Трактат Иеринга, опубликованный в 1872 году, два года спустя вышел в России в переводе П. П. Волкова.
Главные идеи трактата актуальны и в наше время: «Право есть непрерывная работа, притом не одной только государственной власти, но всего народа»; «Защита права есть обязанность перед обществом»; «Кто защищает свое право, тот (…) защищает право вообще».
Понятно, что Иеринг не мог одобрить борьбу за право насильственными методами. Эсеры, напротив, не собирались «бороться за право» с помощью легальных юридических механизмов. Как раз в 1902 году была создана их Боевая организация, развернувшая масштабный террор против представителей власти.
До московского восстания левых эсеров в июле 1918-го эсеровский лозунг использовался в Советской России наравне с лозунгом «Пролетарии всех стран, соединяйтесь».
С лета 1918 года под лозунгом «В борьбе обретешь ты право свое!» эсеры боролись против большевиков в Гражданской войне. Во время Антоновского восстания в Тамбовской губернии 1920–1921 гг. к этому лозунгу был добавлен другой: «Долой власть насильников-коммунистов!»

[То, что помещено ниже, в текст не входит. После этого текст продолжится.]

//! HTTP server and process-lifecycle plumbing
//!
//! Provides Kubernetes health probes:
//! - `/healthz` - Liveness probe (process is running)
//! - `/readyz` - Readiness probe (elector is initialized and serving)
//! - `/leaderz` - Leadership probe (this replica holds the lease)
//! - `/metrics` - Prometheus metrics endpoint
//!
//! Also provides:
//! - Graceful shutdown handling for SIGTERM/SIGINT

mod health;
pub mod metrics;
pub mod shutdown;

pub use health::{run_health_server, ReadinessState};
pub use metrics::{create_metrics, ElectionMetrics, SharedMetrics};
pub use shutdown::{shutdown_channel, wait_for_signal, ShutdownController, ShutdownSignal};

#[cfg(test)]
#[path = "health_test.rs"]
mod health_tests;

#[cfg(test)]
#[path = "shutdown_test.rs"]
mod shutdown_tests;

#[cfg(test)]
#[path = "metrics_test.rs"]
mod metrics_tests;
//! Tests for elector configuration

use super::config::*;
use std::sync::Mutex;
use std::time::Duration;

// Serializes the tests that mutate process-wide env vars.
static ENV_LOCK: Mutex<()> = Mutex::new(());

/// Test defaults
#[test]
fn test_config_defaults() {
    let config = ElectorConfig::default();

    assert_eq!(config.lease_name, DEFAULT_LEASE_NAME);
    assert_eq!(config.namespace, DEFAULT_NAMESPACE);
    assert_eq!(config.renewal_interval, DEFAULT_RENEWAL_INTERVAL);
    assert!(!config.await_leadership);
    assert_eq!(config.log_at_level, LogAtLevel::Info);
}

/// Test lease duration derivation: twice the renewal interval, in seconds
#[test]
fn test_lease_duration_is_twice_renewal_interval() {
    let config = ElectorConfig::default();
    assert_eq!(config.lease_duration_seconds(), 20);

    let fast = ElectorConfig {
        renewal_interval: Duration::from_millis(1000),
        ..ElectorConfig::default()
    };
    assert_eq!(fast.lease_duration_seconds(), 2);
}

/// Test duration never derives to zero
#[test]
fn test_lease_duration_clamped_to_one_second() {
    let tiny = ElectorConfig {
        renewal_interval: Duration::from_millis(100),
        ..ElectorConfig::default()
    };
    assert_eq!(tiny.lease_duration_seconds(), 1);
}

/// Test bootstrap retry spacing is half the lease duration
#[test]
fn test_retry_backoff_is_half_lease_duration() {
    let config = ElectorConfig::default();
    assert_eq!(config.retry_backoff(), Duration::from_secs(10));

    let fast = ElectorConfig {
        renewal_interval: Duration::from_millis(1000),
        ..ElectorConfig::default()
    };
    assert_eq!(fast.retry_backoff(), Duration::from_millis(1000));
}

/// Test the renewal timer fires strictly before lease expiry
#[test]
fn test_renewal_interval_within_lease_duration() {
    let config = ElectorConfig::default();
    let duration = Duration::from_secs(config.lease_duration_seconds() as u64);
    assert!(config.renewal_interval < duration);
}

/// Test log level parsing; "log" is the wire spelling of Info
#[test]
fn test_log_at_level_parse() {
    assert_eq!(LogAtLevel::parse("log"), LogAtLevel::Info);
    assert_eq!(LogAtLevel::parse("debug"), LogAtLevel::Debug);
    assert_eq!(LogAtLevel::parse("DEBUG"), LogAtLevel::Debug);
    assert_eq!(LogAtLevel::parse("anything-else"), LogAtLevel::Info);
}

/// Test config reads from env
#[test]
fn test_config_from_env() {
    let _guard = ENV_LOCK.lock().unwrap();
    std::env::set_var("JOHTO_LEASE_NAME", "custom-lease");
    std::env::set_var("JOHTO_NAMESPACE", "custom-ns");
    std::env::set_var("JOHTO_RENEWAL_INTERVAL_MS", "5000");
    std::env::set_var("JOHTO_AWAIT_LEADERSHIP", "true");
    std::env::set_var("JOHTO_LOG_AT_LEVEL", "debug");

    let config = ElectorConfig::from_env();

    assert_eq!(config.lease_name, "custom-lease");
    assert_eq!(config.namespace, "custom-ns");
    assert_eq!(config.renewal_interval, Duration::from_millis(5000));
    assert!(config.await_leadership);
    assert_eq!(config.log_at_level, LogAtLevel::Debug);
    assert_eq!(config.lease_duration_seconds(), 10);

    // Clean up
    std::env::remove_var("JOHTO_LEASE_NAME");
    std::env::remove_var("JOHTO_NAMESPACE");
    std::env::remove_var("JOHTO_RENEWAL_INTERVAL_MS");
    std::env::remove_var("JOHTO_AWAIT_LEADERSHIP");
    std::env::remove_var("JOHTO_LOG_AT_LEVEL");
}

/// Test unparseable interval falls back to the default
#[test]
fn test_config_from_env_ignores_bad_interval() {
    let _guard = ENV_LOCK.lock().unwrap();
    std::env::set_var("JOHTO_RENEWAL_INTERVAL_MS", "not-a-number");

    let config = ElectorConfig::from_env();
    assert_eq!(config.renewal_interval, DEFAULT_RENEWAL_INTERVAL);

    std::env::remove_var("JOHTO_RENEWAL_INTERVAL_MS");
}
use johto::election::{ElectorConfig, LeaderElector};
use johto::server::{run_health_server, wait_for_signal, ReadinessState};
use tokio::sync::broadcast;
use tracing::{info, warn};

/// Default port for health endpoints
const HEALTH_PORT: u16 = 8080;

#[tokio::main]
async fn main() -> anyhow::Result<()> {
    // Initialize tracing
    tracing_subscriber::fmt()
        .with_env_filter(
            tracing_subscriber::EnvFilter::try_from_default_env()
                .unwrap_or_else(|_| tracing_subscriber::EnvFilter::new("info")),
        )
        .init();

    info!("Starting johto leader election coordinator");

    let config = ElectorConfig::from_env();
    let elector = LeaderElector::start(config).await?;
    info!(
        holder_id = %elector.identity(),
        lease_name = %elector.config().lease_name,
        "Elector started"
    );

    // Surface leadership transitions in the logs
    let mut events = elector.subscribe();
    tokio::spawn(async move {
        loop {
            match events.recv().await {
                Ok(event) => info!(
                    topic = event.topic(),
                    lease_name = event.lease_name(),
                    "Leadership event"
                ),
                Err(broadcast::error::RecvError::Lagged(skipped)) => {
                    warn!(skipped, "Dropped leadership events")
                }
                Err(broadcast::error::RecvError::Closed) => break,
            }
        }
    });

    // Create readiness state (initially not ready)
    let readiness = ReadinessState::new();

    // Start health server in background
    let health_readiness = readiness.clone();
    let health_state = elector.state();
    let health_metrics = elector.metrics();
    let health_handle = tokio::spawn(async move {
        if let Err(e) =
            run_health_server(HEALTH_PORT, health_readiness, health_state, health_metrics).await
        {
            warn!(error = %e, "Health server failed");
        }
    });
    info!(port = HEALTH_PORT, "Health server task spawned");

    // Mark as ready - the elector is running
    //
    // Note: readiness is not leadership. Followers report ready too, since
    // any of them may take over the lease at any time; /leaderz gates
    // singleton traffic.
    readiness.set_ready();

    // Run until a termination signal arrives
    let signal = wait_for_signal().await;
    info!(signal = signal, "Initiating graceful shutdown");
    // Mark not ready so K8s stops sending traffic during shutdown
    readiness.set_not_ready();

    // Release the lease before exiting so a peer can take over promptly
    elector.shutdown().await;
    health_handle.abort();

    info!("johto shut down gracefully");
    Ok(())
}
//! Kubernetes Lease-backed leader election.
//!
//! Exactly one participant across a replicated deployment holds the lease
//! at a time; the others observe themselves as followers. Transitions are
//! surfaced as typed "elected"/"lost" events so hosts can gate singleton
//! work (periodic jobs, queue consumers, schedulers) on leadership.
//!
//! Outside a cluster the elector degrades to single-node mode: it assumes
//! leadership immediately and never touches the coordination API.

pub mod config;
pub mod events;
pub mod identity;
pub mod lease;
pub mod store;

mod engine;
mod watch;

pub use config::{ElectorConfig, LogAtLevel};
pub use engine::LeaderState;
pub use events::{EventSink, LeadershipEvent, ELECTED_TOPIC, LOST_TOPIC};

use crate::election::engine::{Command, ElectionEngine, COMMAND_CHANNEL_CAPACITY};
use crate::election::store::{KubeLeaseStore, LeaseStore};
use crate::server::metrics::{create_metrics, SharedMetrics};
use crate::server::shutdown::{shutdown_channel, ShutdownController};
use k8s_openapi::api::coordination::v1::Lease;
use kube::api::Api;
use kube::Client;
use std::sync::Arc;
use thiserror::Error;
use tokio::sync::broadcast;
use tokio::sync::{mpsc, oneshot};
use tracing::info;

#[cfg(test)]
#[path = "config_test.rs"]
mod config_tests;

#[cfg(test)]
#[path = "identity_test.rs"]
mod identity_tests;

#[cfg(test)]
#[path = "lease_test.rs"]
mod lease_tests;

#[cfg(test)]
#[path = "store_test.rs"]
mod store_tests;

#[cfg(test)]
#[path = "events_test.rs"]
mod events_tests;

#[cfg(test)]
#[path = "watch_test.rs"]
mod watch_tests;

/// Environment variable the kubelet injects into every container; its
/// absence means we are not running under the orchestrator.
const SERVICE_HOST_ENV: &str = "KUBERNETES_SERVICE_HOST";

pub(crate) fn running_in_cluster() -> bool {
    std::env::var_os(SERVICE_HOST_ENV).is_some()
}

/// Errors surfaced by [`LeaderElector::start`].
///
/// Nothing after startup is fatal; a running elector only ever degrades to
/// "never becomes leader".
#[derive(Debug, Error)]
pub enum ElectorError {
    #[error("failed to build Kubernetes client: {0}")]
    Client(#[source] kube::Error),

    #[error("failed to register election metrics: {0}")]
    Metrics(#[source] prometheus::Error),
}

struct EngineHandles {
    cmd_tx: mpsc::Sender<Command>,
    watch_shutdown: ShutdownController,
}

/// Handle to a running election participant.
///
/// Owned by the host's lifecycle: create once at startup, call
/// [`shutdown`](Self::shutdown) on termination signals.
pub struct LeaderElector {
    config: Arc<ElectorConfig>,
    identity: String,
    state: LeaderState,
    sink: EventSink,
    metrics: SharedMetrics,
    // None in degenerate single-node mode.
    inner: Option<EngineHandles>,
}

impl LeaderElector {
    /// Start the elector.
    ///
    /// When not running under Kubernetes, leadership is assumed
    /// immediately and no lease operation is ever attempted. Otherwise the
    /// lease watch starts first (so peers' writes are observed promptly),
    /// then the bootstrap acquisition sequence runs, blocking for its
    /// completion when `await_leadership` is set.
    pub async fn start(config: ElectorConfig) -> Result<Self, ElectorError> {
        let metrics = create_metrics().map_err(ElectorError::Metrics)?;
        let config = Arc::new(config);
        let identity = identity::compute_identity();
        let state = LeaderState::new();
        let sink = EventSink::new(events::EVENT_CHANNEL_CAPACITY);

        if !running_in_cluster() {
            info!(
                holder_id = %identity,
                "not running under Kubernetes; assuming leadership without lease operations"
            );
            state.set_leader(true);
            metrics.is_leader.set(1);
            sink.emit(LeadershipEvent::elected(&config.lease_name));
            return Ok(Self {
                config,
                identity,
                state,
                sink,
                metrics,
                inner: None,
            });
        }

        let client = Client::try_default().await.map_err(ElectorError::Client)?;
        let store: Arc<dyn LeaseStore> =
            Arc::new(KubeLeaseStore::new(client.clone(), &config.namespace));
        let api: Api<Lease> = Api::namespaced(client, &config.namespace);

        let (cmd_tx, cmd_rx) = mpsc::channel(COMMAND_CHANNEL_CAPACITY);
        let (watch_shutdown, watch_signal) = shutdown_channel();

        info!(
            holder_id = %identity,
            lease_name = %config.lease_name,
            namespace = %config.namespace,
            "starting leader election"
        );

        // Watch before the first acquisition attempt.
        tokio::spawn(watch::run_watch_loop(
            api,
            config.clone(),
            cmd_tx.clone(),
            watch_signal,
            metrics.clone(),
        ));

        let engine = ElectionEngine::new(
            store,
            config.clone(),
            identity.clone(),
            state.clone(),
            sink.clone(),
            metrics.clone(),
            cmd_tx.clone(),
        );
        let (bootstrap_tx, bootstrap_rx) = oneshot::channel();
        tokio::spawn(engine.run(cmd_rx, bootstrap_tx));

        if config.await_leadership {
            // Block until the first acquisition sequence completes,
            // success or exhausted retries.
            let _ = bootstrap_rx.await;
        }

        Ok(Self {
            config,
            identity,
            state,
            sink,
            metrics,
            inner: Some(EngineHandles {
                cmd_tx,
                watch_shutdown,
            }),
        })
    }

    /// Non-blocking leadership snapshot.
    pub fn is_leader(&self) -> bool {
        self.state.is_leader()
    }

    /// This participant's holder identity.
    pub fn identity(&self) -> &str {
        &self.identity
    }

    /// The configuration the elector runs with.
    pub fn config(&self) -> &ElectorConfig {
        &self.config
    }

    /// Cheap shared snapshot handle, e.g. for health endpoints.
    pub fn state(&self) -> LeaderState {
        self.state.clone()
    }

    /// Subscribe to leadership transitions.
    pub fn subscribe(&self) -> broadcast::Receiver<LeadershipEvent> {
        self.sink.subscribe()
    }

    /// Election metrics registry handle.
    pub fn metrics(&self) -> SharedMetrics {
        self.metrics.clone()
    }

    /// Release the lease if held, cancel the renewal timer and stop the
    /// watch. Outstanding release RPCs are allowed to complete; there is
    /// no forced abort. Safe to call more than once. A no-op in degenerate
    /// single-node mode, where leadership lasts the process lifetime.
    pub async fn shutdown(&self) {
        let Some(inner) = &self.inner else {
            return;
        };
        inner.watch_shutdown.shutdown();

        let (ack_tx, ack_rx) = oneshot::channel();
        if inner.cmd_tx.send(Command::Shutdown(ack_tx)).await.is_ok() {
            let _ = ack_rx.await;
        }
    }
}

В октябре 1917-го режиссер Е. Петров-Краевский по заказу частной фирмы снимал в Петрограде фильм-хронику «В борьбе обретешь ты право свое». Фильм не был закончен из-за Октябрьского переворота. А в 2007 году под тем же названием в Москве был показан документальный фильм Якова Назарова. Здесь уже речь шла о борьбе «отказника» Иосифа Бегуна за право выезда в Израиль.
В окопах нет атеистов
«Не бывает атеистов в окопах под огнем», – пел основатель рок-группы «Гражданская оборона» Егор Летов (песня «Про дурачка», 1990). Тогда это изречение было у нас новинкой.
Автором фразы «В окопах нет атеистов» обычно считается Уильям Каммингз, капеллан армии США. Согласно книге Карлоса Ромуло «Я видел падение Филиппин» (1943), Каммингз привел ее в своей проповеди, прочитанной в начале 1942 года в осажденной японцами крепости Батаан на Филиппинах.

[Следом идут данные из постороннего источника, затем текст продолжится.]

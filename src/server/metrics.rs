//! Prometheus metrics for the election engine.
//!
//! Exposes election activity and current leadership:
//! - Acquisition attempts and elections won/lost
//! - Renewal heartbeats and their failures
//! - Watch stream reconnects

use prometheus::{self, Encoder, IntCounter, IntGauge, Opts, Registry, TextEncoder};
use std::sync::Arc;

/// Election metrics registry.
///
/// Thread-safe container for all election metrics; shared through
/// [`SharedMetrics`].
#[derive(Clone)]
pub struct ElectionMetrics {
    registry: Registry,
    /// Total lease acquisition attempts (bootstrap and watch-driven)
    pub acquisition_attempts_total: IntCounter,
    /// Times this replica became leader
    pub elections_won_total: IntCounter,
    /// Times this replica was preempted or demoted
    pub leadership_lost_total: IntCounter,
    /// Successful heartbeat renewals
    pub renewals_total: IntCounter,
    /// Renewals that failed (remote error, conflict, or ownership loss)
    pub renewal_failures_total: IntCounter,
    /// Watch stream reconnections
    pub watch_reconnects_total: IntCounter,
    /// 1 while this replica sees itself as leader, 0 otherwise
    pub is_leader: IntGauge,
}

impl ElectionMetrics {
    /// Create a new metrics registry with all election metrics.
    pub fn new() -> Result<Self, prometheus::Error> {
        let registry = Registry::new();

        let acquisition_attempts_total = IntCounter::with_opts(Opts::new(
            "johto_acquisition_attempts_total",
            "Total lease acquisition attempts",
        ))?;
        registry.register(Box::new(acquisition_attempts_total.clone()))?;

        let elections_won_total = IntCounter::with_opts(Opts::new(
            "johto_elections_won_total",
            "Times this replica became leader",
        ))?;
        registry.register(Box::new(elections_won_total.clone()))?;

        let leadership_lost_total = IntCounter::with_opts(Opts::new(
            "johto_leadership_lost_total",
            "Times this replica lost leadership",
        ))?;
        registry.register(Box::new(leadership_lost_total.clone()))?;

        let renewals_total = IntCounter::with_opts(Opts::new(
            "johto_renewals_total",
            "Successful lease heartbeat renewals",
        ))?;
        registry.register(Box::new(renewals_total.clone()))?;

        let renewal_failures_total = IntCounter::with_opts(Opts::new(
            "johto_renewal_failures_total",
            "Failed lease heartbeat renewals",
        ))?;
        registry.register(Box::new(renewal_failures_total.clone()))?;

        let watch_reconnects_total = IntCounter::with_opts(Opts::new(
            "johto_watch_reconnects_total",
            "Lease watch stream reconnections",
        ))?;
        registry.register(Box::new(watch_reconnects_total.clone()))?;

        let is_leader = IntGauge::with_opts(Opts::new(
            "johto_is_leader",
            "Whether this replica currently holds leadership",
        ))?;
        registry.register(Box::new(is_leader.clone()))?;

        Ok(Self {
            registry,
            acquisition_attempts_total,
            elections_won_total,
            leadership_lost_total,
            renewals_total,
            renewal_failures_total,
            watch_reconnects_total,
            is_leader,
        })
    }

    /// Encode all metrics to Prometheus text format.
    pub fn encode(&self) -> Result<String, prometheus::Error> {
        let encoder = TextEncoder::new();
        let metric_families = self.registry.gather();
        let mut buffer = Vec::new();
        encoder.encode(&metric_families, &mut buffer)?;
        String::from_utf8(buffer).map_err(|e| {
            prometheus::Error::Msg(format!("Failed to encode metrics as UTF-8: {}", e))
        })
    }
}

/// Shared metrics handle for use across the elector.
pub type SharedMetrics = Arc<ElectionMetrics>;

/// Create a new shared metrics instance.
pub fn create_metrics() -> Result<SharedMetrics, prometheus::Error> {
    Ok(Arc::new(ElectionMetrics::new()?))
}
//! Elector configuration.

use std::time::Duration;

/// Default lease name targeted by the elector.
pub const DEFAULT_LEASE_NAME: &str = "johto-leader-election";

/// Default namespace for the lease.
pub const DEFAULT_NAMESPACE: &str = "default";

/// Default time between heartbeat renewals.
pub const DEFAULT_RENEWAL_INTERVAL: Duration = Duration::from_millis(10_000);

/// Level used for informational election messages.
///
/// Errors always log at warn/error; this only selects how chatty the
/// routine "held by another instance" style messages are.
#[derive(Debug, Clone, Copy, PartialEq, Eq)]
pub enum LogAtLevel {
    Info,
    Debug,
}

impl LogAtLevel {
    /// Parse the configured value; `"log"` is the wire spelling of Info.
    pub fn parse(value: &str) -> Self {
        match value.to_ascii_lowercase().as_str() {
            "debug" => LogAtLevel::Debug,
            _ => LogAtLevel::Info,
        }
    }
}

/// Leader election configuration.
#[derive(Debug, Clone)]
pub struct ElectorConfig {
    /// Name of the Lease resource shared by all replicas.
    pub lease_name: String,
    /// Namespace the Lease lives in.
    pub namespace: String,
    /// How often the leader renews its heartbeat.
    pub renewal_interval: Duration,
    /// If true, startup blocks until the first acquisition sequence
    /// finishes (success or exhausted retries).
    pub await_leadership: bool,
    /// Verbosity of informational messages.
    pub log_at_level: LogAtLevel,
}

impl Default for ElectorConfig {
    fn default() -> Self {
        Self {
            lease_name: DEFAULT_LEASE_NAME.to_string(),
            namespace: DEFAULT_NAMESPACE.to_string(),
            renewal_interval: DEFAULT_RENEWAL_INTERVAL,
            await_leadership: false,
            log_at_level: LogAtLevel::Info,
        }
    }
}

impl ElectorConfig {
    /// Create config from environment variables.
    ///
    /// Uses:
    /// - `JOHTO_LEASE_NAME` for the lease name
    /// - `JOHTO_NAMESPACE` (falls back to `POD_NAMESPACE`) for the namespace
    /// - `JOHTO_RENEWAL_INTERVAL_MS` for the renewal interval
    /// - `JOHTO_AWAIT_LEADERSHIP` ("true"/"1") to block startup on the
    ///   first acquisition sequence
    /// - `JOHTO_LOG_AT_LEVEL` ("log" or "debug")
    pub fn from_env() -> Self {
        let defaults = Self::default();

        let lease_name =
            std::env::var("JOHTO_LEASE_NAME").unwrap_or(defaults.lease_name);

        let namespace = std::env::var("JOHTO_NAMESPACE")
            .or_else(|_| std::env::var("POD_NAMESPACE"))
            .unwrap_or(defaults.namespace);

        let renewal_interval = std::env::var("JOHTO_RENEWAL_INTERVAL_MS")
            .ok()
            .and_then(|v| v.parse::<u64>().ok())
            .map(Duration::from_millis)
            .unwrap_or(defaults.renewal_interval);

        let await_leadership = std::env::var("JOHTO_AWAIT_LEADERSHIP")
            .map(|v| v == "true" || v == "1")
            .unwrap_or(false);

        let log_at_level = std::env::var("JOHTO_LOG_AT_LEVEL")
            .map(|v| LogAtLevel::parse(&v))
            .unwrap_or(defaults.log_at_level);

        Self {
            lease_name,
            namespace,
            renewal_interval,
            await_leadership,
            log_at_level,
        }
    }

    /// Validity window written into the lease, in seconds.
    ///
    /// Twice the renewal interval, so one missed renewal still leaves a
    /// full interval of safety margin before peers may take over. Clamped
    /// to at least one second so a sub-second interval cannot produce an
    /// instantly-expired lease.
    pub fn lease_duration_seconds(&self) -> i32 {
        let seconds = self.renewal_interval.as_millis() * 2 / 1000;
        (seconds as i32).max(1)
    }

    /// Spacing between bootstrap acquisition attempts: half the lease
    /// duration.
    pub fn retry_backoff(&self) -> Duration {
        Duration::from_millis(self.lease_duration_seconds() as u64 * 500)
    }
}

Однако на сайте «Quoteinvestigator» («Расследователь цитат») указаны более ранние источники. В ноябре 1914 года, через полгода после начала Первой мировой войны, провинциальная английская газета «The Western Times» поместила отчет о поминальной службе в честь павшего на фронте солдата. Проповедник цитировал письмо неизвестного армейского капеллана:
У нас в окопах нет атеистов. Люди не стыдятся признаться в том, что, хотя прежде они никогда не молились, теперь они молятся всем своим сердцем.
Это изречение, вероятно, появилось на фронте. В годы Первой мировой оно не раз повторялось в англоязычной печати. В феврале 1918 года американский журнал «St. Andrew’s Cross» привел слова молодого офицера, сражавшегося во Фландрии: «Уже в полумиле от линии траншей нет ни одного атеиста».

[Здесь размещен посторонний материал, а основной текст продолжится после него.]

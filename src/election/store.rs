//! Thin wrapper over the Lease coordination API.
//!
//! The trait keeps the election engine testable against an in-memory
//! store; the kube binding maps HTTP status codes into explicit outcomes
//! so the state machine's branches are total.

use async_trait::async_trait;
use k8s_openapi::api::coordination::v1::Lease;
use kube::api::{Api, PostParams};
use kube::Client;
use thiserror::Error;

/// Outcomes of lease store operations.
#[derive(Debug, Error)]
pub enum StoreError {
    #[error("lease not found")]
    NotFound,

    #[error("lease already exists")]
    AlreadyExists,

    #[error("lease resource version conflict")]
    Conflict,

    #[error("Kubernetes API error: {0}")]
    Api(kube::Error),
}

/// Read/create/replace access to a single namespace's leases.
#[async_trait]
pub trait LeaseStore: Send + Sync {
    /// Fetch a lease by name.
    async fn get(&self, name: &str) -> Result<Lease, StoreError>;

    /// Create a lease; fails with `AlreadyExists` if a peer won the race.
    async fn create(&self, lease: &Lease) -> Result<Lease, StoreError>;

    /// Replace a lease. The record must carry the `resourceVersion` from
    /// the read it is based on; a stale version fails with `Conflict`.
    async fn replace(&self, name: &str, lease: &Lease) -> Result<Lease, StoreError>;
}

/// Lease store backed by the cluster's coordination API.
///
/// Stateless beyond the client's ambient authentication (service-account
/// token mounted by the kubelet).
pub struct KubeLeaseStore {
    api: Api<Lease>,
}

impl KubeLeaseStore {
    pub fn new(client: Client, namespace: &str) -> Self {
        Self {
            api: Api::namespaced(client, namespace),
        }
    }
}

pub(crate) fn map_read_err(err: kube::Error) -> StoreError {
    match err {
        kube::Error::Api(resp) if resp.code == 404 => StoreError::NotFound,
        other => StoreError::Api(other),
    }
}

pub(crate) fn map_create_err(err: kube::Error) -> StoreError {
    match err {
        kube::Error::Api(resp) if resp.code == 409 => StoreError::AlreadyExists,
        other => StoreError::Api(other),
    }
}

pub(crate) fn map_replace_err(err: kube::Error) -> StoreError {
    match err {
        kube::Error::Api(resp) if resp.code == 409 => StoreError::Conflict,
        kube::Error::Api(resp) if resp.code == 404 => StoreError::NotFound,
        other => StoreError::Api(other),
    }
}

#[async_trait]
impl LeaseStore for KubeLeaseStore {
    async fn get(&self, name: &str) -> Result<Lease, StoreError> {
        self.api.get(name).await.map_err(map_read_err)
    }

    async fn create(&self, lease: &Lease) -> Result<Lease, StoreError> {
        self.api
            .create(&PostParams::default(), lease)
            .await
            .map_err(map_create_err)
    }

    async fn replace(&self, name: &str, lease: &Lease) -> Result<Lease, StoreError> {
        self.api
            .replace(name, &PostParams::default(), lease)
            .await
            .map_err(map_replace_err)
    }
}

Вторично эта фраза родилась в уже упомянутой крепости Батаан, причем первоначально имя Каммингза не упоминалось. В апреле 1942 года изречение цитировалось со ссылкой на некоего сержанта из гарнизона крепости. А в июле журнал «Ридер дайджест» опубликовал более подробный рассказ офицера Уоррена Клира:
Я помню, как прыгнул в окоп во время особенно жестокого авианалета. Находившийся там сержант присел, чтобы освободить мне место. Тут весь мой ужас вырвался на свободу, и я не удивился, обнаружив, что молюсь вслух. И сержант, как я слышал, молился тоже. Когда налет кончился, я сказал:
– Сержант, я заметил, что вы молились.
– Да, сэр, – отвечал он, ничуть не смутившись, – но в окопах нет атеистов.
К тому времени фраза слегка изменилась: в годы Первой мировой окопы именовались trenches, что означает еще и траншеи. Во Вторую мировую войну в армии США обычным был индивидуальный окоп – foxhole (буквально: лисья нора); он-то и заменил первоначальное trenches в изречении об окопах и атеистах: «There are no atheists in foxholes».
Можно предположить, что ближайшим источником этого изречения была фраза «В аду нет атеистов», известная в Англии с середины XVII века.